One of the real joys of being an amateur sports historian, is when a hidden gold nugget from the past is found, repolished, and then displayed for a new audience.

Last week, when surfing through papers past to gather information on the initial years of the BOPCA Williams Cup, I stumbled on a cricket feat that defies belief.

A Press Association report that appeared in the majority of New Zealand daily newspapers on the 19th December 1932 stated, "There was a sensational finish to a representative match between the Rotorua and Bay of Plenty teams at the weekend, when J Hinton bowling for Rotorua, dismissed the last five Bay of Plenty batsmen with five successive deliveries".

Today a hat-trick (three successive wickets) is greeted with great applause - so how does one begin to describe five wickets from five successive balls?

Delving back into the papers past, cricket history of the early 1930s reveals the tale of the beginning of the Bay of Plenty Cricket Association as we know it today and a local player that could hold his own with the best of his time.

In 1932, there were two regional cricket bodies that claimed the Bay of Plenty Cricket name.

The Bay of Plenty Cricket Sub-Association, dating back to the very early 1900s, was based in the Eastern Bay of Plenty, while the Bay of Plenty Cricket Minor Associations, believed to have been formed in 1921 in Rotorua, held a relationship with Tauranga cricket.

During 1931, the Bay of Plenty Cricket Sub-Association applied to the New Zealand Cricket Association for affiliation, with the 1931 AGM minutes showing "the number of affiliated associations increased to 23 with the addition of Bay of Plenty".

February 1932, saw a match between a Bay of Plenty side drawn from Whakatane, Waimana, Te Teko and Matata, play a Rotorua representative team. The match was dubbed a selection trial, to select a Bay of Plenty side drawn from the two associations, to challenge South Auckland for the Hawke Cup.

The first Bay of Plenty game recognised by the New Zealand Cricket Association was the Hawke Cup match against South Auckland, where JC Hinton became BOPCA player number six.

It was very much a learning experience, being several notches up from Bay of Plenty club games, when the fledgling Bay side squared off with South Auckland at Seddon Park in Hamilton on the 26th and 28th March 1932.

The home side batted first, and set Bay of Plenty a big batting challenge when they were eventually dismissed for 333. Bay of Plenty were bowled out for just 59, in their first turn at bat, with J Hinton recorded as being their top batsman with 14 runs.

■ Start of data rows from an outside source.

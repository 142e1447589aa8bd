/*!
 * Synchronization Primitives
 *
 * The reentrant readers-writer lock and the wait layer it blocks through:
 * - Condvar-based wait/notify (default)
 * - Adaptive spinwait for very short critical sections
 *
 * # Architecture
 *
 * All lock bookkeeping lives in one state object behind a short-held
 * `parking_lot::Mutex`. Blocking acquires park through a `Waiter`, which
 * gives the mutex up while blocked and re-checks the wait predicate under it.
 */

mod condvar;
mod config;
pub mod locks;
mod spinwait;
mod traits;
mod wait;

pub use config::{StrategyType, SyncConfig};
pub use locks::{LockSnapshot, LockStats, ReentrantRwLock, StatsSnapshot};
pub use traits::{WaitEvent, WaitStrategy, WakeResult};
pub use wait::Waiter;

// Re-export specific strategies for advanced users
pub use condvar::CondvarWait;
pub use spinwait::SpinWait;
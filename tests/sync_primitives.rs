/*!
 * Synchronization Primitives Integration Tests
 *
 * Tests for the condvar and spinwait strategies behind the lock
 */

use parking_lot::Mutex;
use reentrant_rwlock::core::sync::{
    CondvarWait, SpinWait, StrategyType, SyncConfig, WaitEvent, WaitStrategy, Waiter, WakeResult,
};
use std::sync::Arc;
use std::thread;
use std::time::{Duration, Instant};

fn shared<W: WaitStrategy>(waiter: W) -> Arc<(Mutex<u64>, W)> {
    Arc::new((Mutex::new(0), waiter))
}

#[test]
fn test_condvar_single_waiter() {
    let state = shared(CondvarWait::new());
    let state_clone = state.clone();

    let handle = thread::spawn(move || {
        let (mutex, cv) = &*state_clone;
        let start = Instant::now();
        let mut guard = mutex.lock();
        cv.wait_while(WaitEvent::WriterReleased, &mut guard, |v| *v == 0);
        start.elapsed()
    });

    // Give thread time to park
    thread::sleep(Duration::from_millis(50));
    assert_eq!(state.1.waiter_count(WaitEvent::WriterReleased), 1);

    *state.0.lock() = 1;
    let woken = state.1.notify(WaitEvent::WriterReleased);
    assert_eq!(woken, WakeResult::Woken(1));

    let elapsed = handle.join().unwrap();
    assert!(elapsed < Duration::from_millis(500));
}

#[test]
fn test_condvar_events_are_independent() {
    let state = shared(CondvarWait::new());
    let state_clone = state.clone();

    let handle = thread::spawn(move || {
        let (mutex, cv) = &*state_clone;
        let mut guard = mutex.lock();
        cv.wait_while(WaitEvent::ReadersDrained, &mut guard, |v| *v < 2);
    });

    thread::sleep(Duration::from_millis(50));

    // Notifying the other event wakes nobody
    *state.0.lock() = 2;
    assert_eq!(state.1.notify(WaitEvent::WriterReleased), WakeResult::NoWaiters);
    assert_eq!(state.1.waiter_count(WaitEvent::ReadersDrained), 1);

    state.1.notify(WaitEvent::ReadersDrained);
    handle.join().unwrap();
}

#[test]
fn test_condvar_spurious_notify_rechecks_condition() {
    let state = shared(CondvarWait::new());
    let state_clone = state.clone();

    let handle = thread::spawn(move || {
        let (mutex, cv) = &*state_clone;
        let mut guard = mutex.lock();
        cv.wait_while(WaitEvent::WriterReleased, &mut guard, |v| *v < 3);
        *guard
    });

    for i in 1..=3 {
        thread::sleep(Duration::from_millis(30));
        *state.0.lock() = i;
        state.1.notify(WaitEvent::WriterReleased);
    }

    assert_eq!(handle.join().unwrap(), 3);
}

#[test]
fn test_spinwait_low_latency() {
    let state = shared(SpinWait::new(Duration::from_micros(100), 1000));
    let state_clone = state.clone();

    let handle = thread::spawn(move || {
        let (mutex, sw) = &*state_clone;
        let mut guard = mutex.lock();
        sw.wait_while(WaitEvent::WriterReleased, &mut guard, |v| *v == 0);
    });

    thread::sleep(Duration::from_millis(10));
    *state.0.lock() = 1;
    handle.join().unwrap();
}

#[test]
fn test_spinwait_many_pollers() {
    let state = shared(SpinWait::with_defaults());

    let handles: Vec<_> = (0..5)
        .map(|_| {
            let state_clone = state.clone();
            thread::spawn(move || {
                let (mutex, sw) = &*state_clone;
                let mut guard = mutex.lock();
                sw.wait_while(WaitEvent::WriterReleased, &mut guard, |v| *v == 0);
            })
        })
        .collect();

    thread::sleep(Duration::from_millis(100));
    assert!(state.1.notify(WaitEvent::WriterReleased).count() <= 5);

    *state.0.lock() = 1;
    for handle in handles {
        handle.join().unwrap();
    }
    assert_eq!(state.1.waiter_count(WaitEvent::WriterReleased), 0);
}

#[test]
fn test_strategy_auto_selection() {
    let config = SyncConfig {
        strategy: StrategyType::Auto,
        ..Default::default()
    };
    assert_eq!(Waiter::new(&config).name(), "condvar");
    assert_eq!(Waiter::new(&SyncConfig::low_latency()).name(), "spinwait");
    assert_eq!(Waiter::new(&SyncConfig::long_wait()).name(), "condvar");
}

#[test]
fn test_waiter_dispatch_wakes() {
    for config in [SyncConfig::default(), SyncConfig::low_latency()] {
        let state = shared(Waiter::new(&config));
        let state_clone = state.clone();

        let handle = thread::spawn(move || {
            let (mutex, waiter) = &*state_clone;
            let mut guard = mutex.lock();
            waiter.wait_while(WaitEvent::ReadersDrained, &mut guard, |v| *v == 0);
        });

        thread::sleep(Duration::from_millis(20));
        *state.0.lock() = 1;
        state.1.notify(WaitEvent::ReadersDrained);
        handle.join().unwrap();
    }
}
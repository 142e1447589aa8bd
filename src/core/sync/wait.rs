/*!
 * Waiter
 *
 * Strategy holder used by the lock. Selects the wait strategy from a
 * `SyncConfig`.
 *
 * # Design: Enum Dispatch for Zero-Cost Abstraction
 *
 * `WaitStrategy::wait_while` is generic over the guarded state and the
 * predicate, so the trait cannot be used as `dyn`. An enum with
 * monomorphized arms keeps the call inlinable.
 */

use super::condvar::CondvarWait;
use super::config::{StrategyType, SyncConfig};
use super::spinwait::SpinWait;
use super::traits::{WaitEvent, WaitStrategy, WakeResult};
use parking_lot::MutexGuard;

/// Wait strategy implementation (enum dispatch)
pub enum Waiter {
    Condvar(CondvarWait),
    SpinWait(SpinWait),
}

impl Waiter {
    /// Create a waiter for the given configuration
    pub fn new(config: &SyncConfig) -> Self {
        match config.select_strategy() {
            StrategyType::SpinWait => {
                Self::SpinWait(SpinWait::new(config.spin_duration, config.max_spins))
            }
            StrategyType::Condvar | StrategyType::Auto => Self::Condvar(CondvarWait::new()),
        }
    }

    /// Create with default configuration
    pub fn with_defaults() -> Self {
        Self::new(&SyncConfig::default())
    }
}

impl Default for Waiter {
    fn default() -> Self {
        Self::with_defaults()
    }
}

impl WaitStrategy for Waiter {
    #[inline(always)]
    fn wait_while<T, F>(&self, event: WaitEvent, guard: &mut MutexGuard<'_, T>, condition: F)
    where
        F: FnMut(&mut T) -> bool,
    {
        match self {
            Self::Condvar(s) => s.wait_while(event, guard, condition),
            Self::SpinWait(s) => s.wait_while(event, guard, condition),
        }
    }

    #[inline(always)]
    fn notify(&self, event: WaitEvent) -> WakeResult {
        match self {
            Self::Condvar(s) => s.notify(event),
            Self::SpinWait(s) => s.notify(event),
        }
    }

    #[inline(always)]
    fn waiter_count(&self, event: WaitEvent) -> usize {
        match self {
            Self::Condvar(s) => s.waiter_count(event),
            Self::SpinWait(s) => s.waiter_count(event),
        }
    }

    fn name(&self) -> &'static str {
        match self {
            Self::Condvar(s) => s.name(),
            Self::SpinWait(s) => s.name(),
        }
    }
}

It has been impossible to find the first names of JC Hinton, as the custom of the time was to show just christian name initials of players, and in some cases just surnames.

The Bay of Plenty representatives performed better in their second innings being bowled out for 171, but suffered an innings and 103 run defeat.

It was to be four years before a Bay of Plenty representative team played their next match, with the Hawke Cup Direct Challenge being JC Hinton's sole Bay of Plenty appearance.

My philosophy about sporting history, is that how can you go forward if you don't know where you have come from, which has driven this Sideline Sid piece.